Du côté des consommateurs, nous répondons en solidarité avec les cafetiers et les restaurateurs. “Où est le risque? C’est moins dangereux que de prendre le bus ou de rendre visite à grand-mère. Et l’Etat l’a fait pour l’hôpital”, a déclaré un couple, toujours dans les colonnes de Provence.

Les habitués ont également répondu dans le salon de thé de Véronique. «Aujourd’hui, c’est vraiment un acte civique et un acte civique, nous devons les aider. Écoutez, c’est génial, c’est merveilleux, la glace est bonne, elle ne devrait pas être fermée», a déclaré un consommateur à BFMTV.

Malgré la colère, l’Umih13, l’Union commerciale et hôtelière des Bouches-du-Rhône, réclame le respect de ces nouvelles règles temporaires.
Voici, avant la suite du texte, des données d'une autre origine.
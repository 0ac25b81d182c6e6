//! [`Transport`] over any tokio byte stream.
//!
//! A [`Connector`] produces the stream (plain TCP via [`TcpConnector`], or a
//! caller-supplied TLS connector) and [`StreamTransport`] adapts it to the
//! poll-style `recv` the session expects: each call waits at most
//! `read_timeout` for data and reports `Ok(0)` when none arrived.

use std::time::Duration;

use async_trait::async_trait;
use tokio::io::{AsyncRead, AsyncReadExt, AsyncWrite, AsyncWriteExt};

use super::traits::Transport;
use crate::error::{DmError, Result};

/// Default wait for inbound data per `recv` call.
pub const DEFAULT_READ_TIMEOUT: Duration = Duration::from_millis(10);

/// Produces a connected byte stream.
#[async_trait]
pub trait Connector: Send + Sync {
    type Stream: AsyncRead + AsyncWrite + Unpin + Send;

    async fn connect(&self) -> std::io::Result<Self::Stream>;
}

/// Plain TCP connector.
#[derive(Debug, Clone)]
pub struct TcpConnector {
    host: String,
    port: u16,
}

impl TcpConnector {
    pub fn new(host: impl Into<String>, port: u16) -> Self {
        Self {
            host: host.into(),
            port,
        }
    }
}

#[async_trait]
impl Connector for TcpConnector {
    type Stream = tokio::net::TcpStream;

    async fn connect(&self) -> std::io::Result<Self::Stream> {
        let stream = tokio::net::TcpStream::connect((self.host.as_str(), self.port)).await?;
        stream.set_nodelay(true)?;
        Ok(stream)
    }
}

/// Transport over a stream produced by a [`Connector`].
pub struct StreamTransport<C: Connector> {
    connector: C,
    stream: Option<C::Stream>,
    read_timeout: Duration,
}

impl<C: Connector> StreamTransport<C> {
    pub fn new(connector: C) -> Self {
        Self {
            connector,
            stream: None,
            read_timeout: DEFAULT_READ_TIMEOUT,
        }
    }

    /// Set how long `recv` waits for data.
    ///
    /// Default: 10 milliseconds
    pub fn read_timeout(mut self, timeout: Duration) -> Self {
        self.read_timeout = timeout;
        self
    }
}

#[async_trait]
impl<C: Connector> Transport for StreamTransport<C> {
    async fn open(&mut self) -> Result<()> {
        let stream = self.connector.connect().await?;
        self.stream = Some(stream);
        Ok(())
    }

    async fn send(&mut self, data: &[u8]) -> Result<()> {
        let stream = self.stream.as_mut().ok_or(DmError::ConnectionClosed)?;
        stream.write_all(data).await?;
        stream.flush().await?;
        Ok(())
    }

    async fn recv(&mut self, buf: &mut [u8]) -> Result<usize> {
        let stream = self.stream.as_mut().ok_or(DmError::ConnectionClosed)?;
        if buf.is_empty() {
            return Ok(0);
        }

        match tokio::time::timeout(self.read_timeout, stream.read(buf)).await {
            Err(_elapsed) => Ok(0),
            Ok(Ok(0)) => Err(DmError::ConnectionClosed),
            Ok(Ok(n)) => Ok(n),
            Ok(Err(e)) => Err(DmError::Io(e)),
        }
    }

    async fn close(&mut self) -> Result<()> {
        if let Some(mut stream) = self.stream.take() {
            if let Err(e) = stream.shutdown().await {
                tracing::debug!("Stream shutdown failed: {}", e);
            }
        }
        Ok(())
    }

    fn is_open(&self) -> bool {
        self.stream.is_some()
    }
}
«Nous leur avons dit de toutes les manières et de tous les tons de respecter le décret, car si nous ne respectons pas l’obligation de négociation, cela se termine avec BFMTV Fréderic Jeanjean, son secrétaire général.

Compte tenu des fermetures imposées, d’autres professionnels s’organisent selon les règles. Dans la «salle des sushis», le gérant, Ainagi Nugermaiti, n’a même pas pris le temps de soulever les tables et les chaises de sa petite maison, laissant de nombreux bons de livraison et de livraison toujours autorisés.